Can you donate your poo in New Zealand?
Even if public enthusiasm was high, the demanding and stringent donor process means only a select few can help advance this unusual but promising therapy.
Poo transplants may sound unglamorous, but researchers say the early evidence has been encouraging, and it’s grabbed attention around the world.
Nelson infectious disease specialist Richard Everts (of Richmond Health Centre) and researchers at Auckland’s Liggins Institute say fecal microbiota transplants (FMT) can help certain patients — yet finding eligible donors is rare.
Public interest is high. Liggins Institute professors Justin O’Sullivan and Wayne Cutfield, who were some of the early researchers in the field in New Zealand, say a public call for study volunteers would spark global attention. But enthusiasm alone isn’t enough. Donating is a demanding process, and only a small fraction of volunteers make the cut.
Liggins Institute researchers working in the lab that's undertaking studies into FMTs.
Supplied / Matt Crawford
“It’s a very awkward thing to find [poo] donors,” Everts says. Most of the time, he relies on a trusted donor contact list he’s built up over the years.
What are poo donations used for?
Everts says he performed New Zealand’s first hospital-based FMT in 2011, treating a teenager who had spent a year on daily antibiotics. After the procedure, the patient no longer needed them, he says.

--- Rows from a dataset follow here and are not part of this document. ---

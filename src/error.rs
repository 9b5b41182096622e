use thiserror::Error;

use crate::store::StoreError;

#[derive(Error, Debug)]
pub enum LabelError {
    #[error("API key not found. Please run 'plane-labels auth' to configure.")]
    ApiKeyNotFound,

    #[error("Configuration error: {0}")]
    ConfigError(String),

    #[error("Invalid input: {0}")]
    InvalidInput(String),

    #[error(transparent)]
    Store(#[from] StoreError),

    #[error("IO error: {0}")]
    IoError(#[from] std::io::Error),

    #[error("Request error: {0}")]
    RequestError(#[from] reqwest::Error),

    #[error("JSON error: {0}")]
    JsonError(#[from] serde_json::Error),

    /// A store failure the user has already seen as a toast.
    #[error(transparent)]
    Reported(StoreError),

    #[error("Unknown error: {0}")]
    Unknown(String),
}

impl LabelError {
    /// Store failures that were already shown to the user become `Reported`.
    pub fn into_reported(self) -> Self {
        match self {
            LabelError::Store(err) => LabelError::Reported(err),
            other => other,
        }
    }

    pub fn is_reported(&self) -> bool {
        matches!(self, LabelError::Reported(_))
    }
}

pub type LabelResult<T> = Result<T, LabelError>;

pub trait ErrorContext<T> {
    fn context(self, msg: &str) -> LabelResult<T>;
    fn with_context<F>(self, f: F) -> LabelResult<T>
    where
        F: FnOnce() -> String;
}

impl<T, E> ErrorContext<T> for Result<T, E>
where
    E: std::error::Error + 'static,
{
    fn context(self, msg: &str) -> LabelResult<T> {
        self.map_err(|e| LabelError::Unknown(format!("{}: {}", msg, e)))
    }

    fn with_context<F>(self, f: F) -> LabelResult<T>
    where
        F: FnOnce() -> String,
    {
        self.map_err(|e| LabelError::Unknown(format!("{}: {}", f(), e)))
    }
}

impl<T> ErrorContext<T> for Option<T> {
    fn context(self, msg: &str) -> LabelResult<T> {
        self.ok_or_else(|| LabelError::Unknown(msg.to_string()))
    }

    fn with_context<F>(self, f: F) -> LabelResult<T>
    where
        F: FnOnce() -> String,
    {
        self.ok_or_else(|| LabelError::Unknown(f()))
    }
}

#[macro_export]
macro_rules! label_error {
    ($error_type:ident, $msg:expr) => {
        $crate::error::LabelError::$error_type($msg.to_string())
    };
    ($error_type:ident, $fmt:expr, $($arg:tt)*) => {
        $crate::error::LabelError::$error_type(format!($fmt, $($arg)*))
    };
}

Since then, Everts has carried out about 400 FMTs in hospitals and private practice, including for conditions like IBS and inflammatory bowel disease. Public hospitals, however, fund FMT only for recurrent gut infections such as C. difficile.
“The quality of the research and the amount of research doesn't yet put FMT in the list of treatments that the public system is willing to fund [for conditions beyond recurrent gut infection].”
Richard Everts is based at the Richmond Health Centre.
Supplied / Richmond Health Centre
At the Liggins Institute, researchers have spent nearly a decade studying which specific bacteria drive benefits. Their findings are promising: a single treatment can shift a patient’s microbiome for years, they say.
But understanding exactly which microbes matter is tricky. An FMT contains around a trillion organisms from hundreds of species — the kind of diversity needed for patients with depleted gut ecosystems, Everts says.
To find a treatment option that can be upscaled, O’Sullivan and Cutfield are trying to move away from FMTs by developing a probiotic pill containing the potentially helpful bacteria grown in the lab.
“But the evidence that it does actually change something, that comes from an RCT [randomised controlled trials], and that evidence is the critical evidence you have to have in order to have confidence that what you're actually doing is going to make a difference,” O’Sullivan says.
Liggins Institute researchers are developing probiotic pill in the hopes of replacing FMTs as treatment options.
Supplied / Liggins Institute
Who can donate?
Donor screening is intentionally stringent. Because the gut microbiome can transmit more than just helpful bacteria, conditions such as asthma, eczema, recent travel, medication, family medical history, body fat or even low fitness can rule someone out.
O’Sullivan and Cutfield have found only about 8.5 percent of volunteers qualified, and the full screening process can take a month. Samples must also be delivered quickly, while still fresh - so people have to live nearby.
Everts also finds it’s rare for potential donors to even get past that first hurdle of the questionnaire, let alone the following eligibility health checks.
When he first did FMTs, he would ask friends or family members of the patient and test them, but now relies on a trusted group of people as it saves thousands of dollars in testing and weeks of waiting for results.
“The other reason is that it’s best to use a donor who does not live in the same house and eat the same food as the sick person. The whole idea of the FMT is to give the patient new bugs.”
Liggins Institute director and molecular microbiologist Justin O'Sullivan and professor of paediatric endocrinology Wayne Cutfield.
Supplied / Liggins Institute
While he keeps a frozen “stool bank”, the Liggins Institute processes donations differently, extracting the bacteria and freezing them in two small, odourless and flavourless capsules kept at –80°C for up to six months.
“In other words, they're in suspended animation sort of and when you thaw them out, away they go.”
Can people apply?
The Liggins team recruits through targeted flyers. They have a “bank of donors” who get rescreened and bring new ones in batches periodically. Right now, they have enough material to last them until about April next year. They say expressions of interest may be made by emailing: gutbugs@auckland.ac.nz
There is a small financial compensation for the volunteers’ time, but most donors participate out of a desire to help, Cutfield says.
Everts is cautious about public advertising and doesn’t accept out-of-the-blue donor offers; he worries financial incentives could encourage people to hide important health information. Instead, he usually relies on a stable group of trusted donors but may seek some people out individually.
For now, FMT is available only by medical referral, and there are no public hospital donation programmes.